Segundo Pagura, o futebol “saiu da era dos grandes craques para entrar na época dos grandes atletas”.

“Falamos de profissionais que são mais altos, mais fortes e que correm distâncias maiores”, diz.

“Além disso, a bola aérea virou um artifício valioso. Hoje, muitos gols saem de cabeceios após cruzamentos na lateral ou na linha de escanteio”, complementa.

Estamos diante, portanto, de um cenário que facilita ainda mais os encontrões de cabeça entre atletas adversários (ou até mesmo entre companheiros do mesmo time).

Prova disso são estudos realizados pela própria CBF, que monitoram as lesões mais comuns que ocorrem nas edições recentes do Campeonato Brasileiro.

Em 2019, a cabeça foi o segundo local do corpo com o maior número de machucados diagnosticados (em primeiro lugar, ficaram os músculos das coxas).

Para ter ideia, 14% de todas as lesões que ocorreram na competição afetaram o crânio dos atletas.

O que fazer?

Pagura entende que a conscientização sobre a encefalopatia traumática crônica no futebol tem aumentado.

“Hoje temos um protocolo bem definido e o atleta tem que ser substituído se o médico achar necessário após um trauma”, aponta.

“Essas pancadas podem ser um verdadeiro inimigo oculto, porque em 80% das vezes não há alteração de consciência e o atleta acha que pode continuar no jogo”, calcula.

Menino cabeceando a bola
Jogadas de cabeça serão proibidas nos jogos de futebol entre os menores de 12 anos

Com o avanço do conhecimento sobre o quadro degenerativo, a tendência é que as próprias regras do jogo passem por mudanças.

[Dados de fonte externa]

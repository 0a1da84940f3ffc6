//! Form Builder Views
//!
//! Adapters that turn a form document into something a person works with:
//! the author's builder cards, a respondent preview and an interactive fill
//! session. Every adapter dispatches on the field kind through one
//! exhaustive `FieldView` trait, so a new kind fails to compile until each
//! view handles it.
//!
//! ## Example
//! ```
//! use forms_core::fixtures::seed_document;
//! use forms_views::PreviewView;
//!
//! let rendered = PreviewView::new().render(&seed_document());
//! assert_eq!(rendered.sections[0].fields.len(), 12);
//! ```

pub mod adapter;
pub mod builder;
pub mod error;
pub mod fill;
pub mod preview;
pub mod text;

pub use adapter::{dispatch, render_document, FieldView, RenderedField, RenderedForm, RenderedSection};
pub use builder::{available_actions, BuilderView, EditAction, FieldEditor};
pub use error::{ViewError, ViewResult};
pub use fill::{FillSession, FillView};
pub use preview::PreviewView;
pub use text::Block;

Uma das primeiras alterações foi recentemente promovida pelo Conselho da Associação Internacional do Futebol (Ifab, na sigla em inglês).

Os representantes da entidade recomendaram que as cabeçadas intencionais na bola devem ser proibidas nas partidas que envolvam crianças com menos de 12 anos.

Nessa faixa etária, as jogadas aéreas serão paralisadas pelo juiz, que marcará uma falta para o time adversário.

Para Rodriguez, a medida faz sentido, até porque o cérebro ainda está numa fase de desenvolvimento nessa idade.

“Não se trata, claro, de demonizar o esporte ou proibir a prática do futebol, mas encontrar um meio termo para uma competição mais saudável e com menos riscos”, pondera.

E, embora as cabeçadas sejam menos comuns entre atletas de final de semana e nos jogos amadores, Pagura recomenda que todos tomem os cuidados necessários para evitar traumas no crânio.

“Ao contrário das lesões que acometem os joelhos ou os tornozelos, em que muitas vezes é fácil notar o inchaço pela pele, o cérebro pode não dar muitos sinais imediatos de algum problema”, compara.

“Se porventura você sofrer alguma pancada e ficar com dor de cabeça ou no pescoço, é importante procurar o pronto-socorro para ver se está tudo bem”, conclui.